I also have some vivid memories of my earliest apartment. My parents took a lot of photos which I digitized a few years back. It was surprising and pleasing to see I remembered the layout and some details mostly correctly.

In 1977 we moved from Teaneck NJ to Washington Square Village, the massive NYU housing complex in Manhattan. It was a few weeks after my 3rd birthday. I remember being driven into the building and entering the elevator. My mom and dad asked me to press the number for the 9th floor, but I couldn’t reach the 9 and pressed the 6 instead, saying that 6 is like 9 only upside down. My parents accepted my logic with a smile. When we arrived at our new apartment, I was overjoyed to see the letter J on the door, because my name started with a J, too. I told them that and they agreed with me.

That was my earliest clear memory.

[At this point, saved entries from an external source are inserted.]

/// Cap on characters that get their own falling stream; the rest settle
/// instantly so long responses stay cheap to animate
const MAX_ANIMATED_TARGETS: usize = 300;

/// Cap on streams that carry a target character
const MAX_CARRIER_STREAMS: usize = 100;

/// Cap on purely decorative streams
const MAX_AMBIENT_STREAMS: usize = 20;

/// Targets force-settled per frame when streams alone reveal fewer
const REVEAL_QUOTA: usize = 3;
const REVEAL_QUOTA_TAIL: usize = 5;
const TAIL_THRESHOLD: usize = 20;

/// Glyph pool for the falling noise
const NOISE_GLYPHS: &[u8] =
    b"abcdefghijklmnopqrstuvwxyzABCDEFGHIJKLMNOPQRSTUVWXYZ0123456789!@#$%^&*()_+-=[]{}|;':\",./<>?";

/// A message character and the cell it must end up in
#[derive(Debug, Clone, Copy, PartialEq, Eq)]
pub struct TargetCell {
    pub ch: char,
    pub x: u16,
    pub y: u16,
    pub settled: bool,
}

/// One falling stream of noise characters
#[derive(Debug, Clone)]
pub struct ColumnState {
    /// Screen column the stream falls in
    pub x: u16,
    /// Row of the stream head; fractional so per-column speeds differ
    pub pos: f32,
    /// Rows advanced per frame
    pub speed: f32,
    /// Characters drawn upward from the head; for carrier streams the
    /// head slot holds the target character itself
    pub trail: Vec<char>,
    /// Index into the target list, None for ambient streams
    pub target: Option<usize>,
    pub active: bool,
}

/// State machine for one animation run
pub struct RevealAnimator {
    width: u16,
    height: u16,
    targets: Vec<TargetCell>,
    columns: Vec<ColumnState>,
    deadline: Instant,
    finished: bool,
    rng: SmallRng,
}

impl RevealAnimator {
    pub fn new(message: &str, width: u16, height: u16) -> Self {
        Self::with_rng(message, width, height, SmallRng::from_os_rng())
    }

    /// Seeded construction for deterministic tests
    pub fn with_rng(message: &str, width: u16, height: u16, mut rng: SmallRng) -> Self {
        let width = width.max(1);
        let height = height.max(1);

        let mut targets = layout_targets(message, width, height);
        let animated = select_animated(&mut targets);

        let mut available: Vec<u16> = (0..width).collect();
        available.shuffle(&mut rng);

        let mut columns = Vec::new();
        let carriers = animated
            .len()
            .min(MAX_CARRIER_STREAMS)
            .min(available.len());
        for slot in 0..carriers {
            let ti = animated[slot];
            let target = targets[ti];
            // Streams aimed lower on the screen fall slightly faster so the
            // whole block resolves on a similar timeline
            let base = rng.random_range(0.8..1.5);
            let speed = base * (1.0 + target.y as f32 / height as f32);
            let trail_len = rng.random_range(3..=8);
            let mut trail = Vec::with_capacity(trail_len);
            trail.push(target.ch);
            for _ in 1..trail_len {
                trail.push(noise_glyph(&mut rng));
            }
            columns.push(ColumnState {
                x: available[slot],
                pos: rng.random_range(-(height as f32)..0.0),
                speed,
                trail,
                target: Some(ti),
                active: true,
            });
        }

        let ambient = ((width / 5) as usize)
            .min(MAX_AMBIENT_STREAMS)
            .min(available.len().saturating_sub(carriers));
        for slot in 0..ambient {
            let trail_len = rng.random_range(3..=6);
            let trail = (0..trail_len).map(|_| noise_glyph(&mut rng)).collect();
            columns.push(ColumnState {
                x: available[carriers + slot],
                pos: rng.random_range(-(height as f32)..0.0),
                speed: rng.random_range(0.8..2.0),
                trail,
                target: None,
                active: true,
            });
        }

        let finished = targets.iter().all(|t| t.settled);
        Self {
            width,
            height,
            targets,
            columns,
            deadline: Instant::now() + MAX_ANIMATION_TIME,
            finished,
            rng,
        }
    }

    /// Advance one frame. Returns true once the animation has finished;
    /// after that the call is a no-op and the settled layout is final.
    pub fn tick(&mut self, now: Instant) -> bool {
        if self.finished {
            return true;
        }
        if now >= self.deadline {
            self.force_settle();
            self.finished = true;
            tracing::debug!("animation deadline reached, settled remaining targets");
            return true;
        }

        let height = self.height as f32;
        let mut revealed_this_frame = 0usize;
        for col in self.columns.iter_mut() {
            if !col.active {
                continue;
            }
            col.pos += col.speed;
            match col.target {
                Some(ti) => {
                    let target = &mut self.targets[ti];
                    if !target.settled && col.pos >= target.y as f32 {
                        target.settled = true;
                        revealed_this_frame += 1;
                    }
                    // Carrier streams keep raining until they leave the screen
                    if target.settled && col.pos > height {
                        col.active = false;
                    }
                }
                None => {
                    // Ambient streams recycle from above the viewport
                    if col.pos > height {
                        col.pos = self.rng.random_range(-height / 2.0..0.0);
                    }
                }
            }
        }

        // Force-reveal a few stragglers per frame so targets without a
        // stream (long messages) never stall the animation
        let mut unsettled: Vec<usize> = self
            .targets
            .iter()
            .enumerate()
            .filter(|(_, t)| !t.settled)
            .map(|(i, _)| i)
            .collect();
        let quota = if unsettled.len() < TAIL_THRESHOLD {
            REVEAL_QUOTA_TAIL
        } else {
            REVEAL_QUOTA
        };
        while revealed_this_frame < quota && !unsettled.is_empty() {
            let pick = self.rng.random_range(0..unsettled.len());
            let ti = unsettled.swap_remove(pick);
            self.targets[ti].settled = true;
            revealed_this_frame += 1;
        }

        if unsettled.is_empty() && !self.targets.is_empty() {
            self.finished = true;
        }
        self.finished
    }

    /// Settle every remaining target immediately
    pub fn force_settle(&mut self) {
        for target in &mut self.targets {
            target.settled = true;
        }
    }

    pub fn is_finished(&self) -> bool {
        self.finished
    }

    pub fn columns(&self) -> &[ColumnState] {
        &self.columns
    }

    pub fn targets(&self) -> &[TargetCell] {
        &self.targets
    }

    /// Settled characters in reading order
    #[allow(dead_code)] // test assertion helper
    pub fn settled_text(&self) -> String {
        let mut settled: Vec<&TargetCell> = self.targets.iter().filter(|t| t.settled).collect();
        settled.sort_by_key(|t| (t.y, t.x));
        settled.iter().map(|t| t.ch).collect()
    }
}

fn noise_glyph(rng: &mut SmallRng) -> char {
    NOISE_GLYPHS[rng.random_range(0..NOISE_GLYPHS.len())] as char
}

/// Map message characters to resting cells. Pure: the same message and
/// viewport always produce the same layout.
fn layout_targets(message: &str, width: u16, height: u16) -> Vec<TargetCell> {
    let wrap_width = width.saturating_sub(WRAP_MARGIN).max(1) as usize;
    let mut lines = wrap_message(message, wrap_width);

    let max_visible = (height.saturating_sub(WRAP_MARGIN) as usize).clamp(1, MAX_VISIBLE_LINES);
    if lines.len() > max_visible {
        lines.truncate(max_visible.saturating_sub(1));
        lines.push(TRUNCATION_MARKER.to_string());
    }

    let center_y = height as i32 / 2 - 5;
    let y_offset = (center_y - lines.len() as i32 / 2).max(1);

    let mut targets = Vec::new();
    for (li, line) in lines.iter().enumerate() {
        let y = y_offset + li as i32;
        if y < 0 || y >= height as i32 {
            continue;
        }
        let x_offset = 2 + (width as i32 - WRAP_MARGIN as i32 - line.chars().count() as i32) / 2;
        for (ci, ch) in line.chars().enumerate() {
            let x = x_offset + ci as i32;
            if x < 0 || x >= width as i32 {
                continue;
            }
            if ch == ' ' {
                continue;
            }
            targets.push(TargetCell {
                ch,
                x: x as u16,
                y: y as u16,
                // Non-printable characters never join the fall effect
                settled: ch.is_control(),
            });
        }
    }
    targets
}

I have flashes from before that, but nothing coherent.

I can remember a few things from before age 3 - I remember being bathed in the kitchen sink; I remember complaining that Marmite made my teeth itch (some of my molar teeth were still coming in); I can remember being able to walk all the way to the back of the cupboard under the stairs and I remember picking blackberries that grew over the fence at the top of the garden. All of these memories are from age 3 or before, because at that age, we moved from England to Cyprus for 4 years and they are specific to the house in England. When we came back, I was 7 and was too big to be bathed in the kitchen sink, too tall to walk to the back of the cupboard, no longer teething and (since we returned in August), one of the first things I did on the day we came home, was to run to the end of the garden and pick blackberries.

Memory is a strange thing. I was 40 when I divorced, and for some reason, it washed away most of my childhood memories. 78 now, and they are still gradually coming back. About a year ago I was thinking about an old childhood friend so I looked him up and called him. He had no idea who I was. He said he was 4 when he moved away from my neighborhood and we were the same age. But he was shocked because I had vivid memories of his mother leaving the family for another man. I remember the car she was driving, her hair color and what she said to my friend as she was leaving. I remember my father’s tools being stolen and him deciding to close his shop and I was 3 at that time.

Wow, some great stories and remembrances here!

It depends on what the topic is, right? I tend to remember faces and names from long ago, but a movie that my wife and I watched? — I quickly forget those.

The earliest Super Bowl I remember watching was Super Bowl VI when the Dallas Cowboys beat the Miami Dolphins 24-3. That was January 1972 when I was 10.

I do remember faces and names from long ago. Once, in San Francisco I was registering for the San Francisco Marathon. Ahead of me in line was a lady that I was pretty sure that I recognized, so I asked her. No, she said, probably not because she’s not from here.

Oh yeah, where are you from? New England, she says.

Oh yeah, I’m from New England… It turns out we went to high school together over 25 years before. She was a year ahead of me but we did have one class together, Mrs. Boyle’s US History. We weren’t even good friends; we just shared one class. And I did not have a crush on her or anything like that. We did not hang out with the same friends. We just shared that one class.

That was now over 30 years ago and I still remember her name, Betsy M (I do remember her last name too). So Betsy M from Hall High School in West Hartford CT, class of 1978 (I’m 1979!), and Mrs. Boyle’s US History, are you here? If you’re here drop me a PM!

I’ve only been to one high school reunion, since it’s so far away. It was in 1999, the 20th reunion. I went with my best friend and that was the only reunion either of us have attended, then or since. At that reunion, there were so many faces and names I was able to recall. It was uncanny.

I have a theory, that since I moved away I tend to remember those people even though I was never close to them. Because I miss that place and those times from my youth.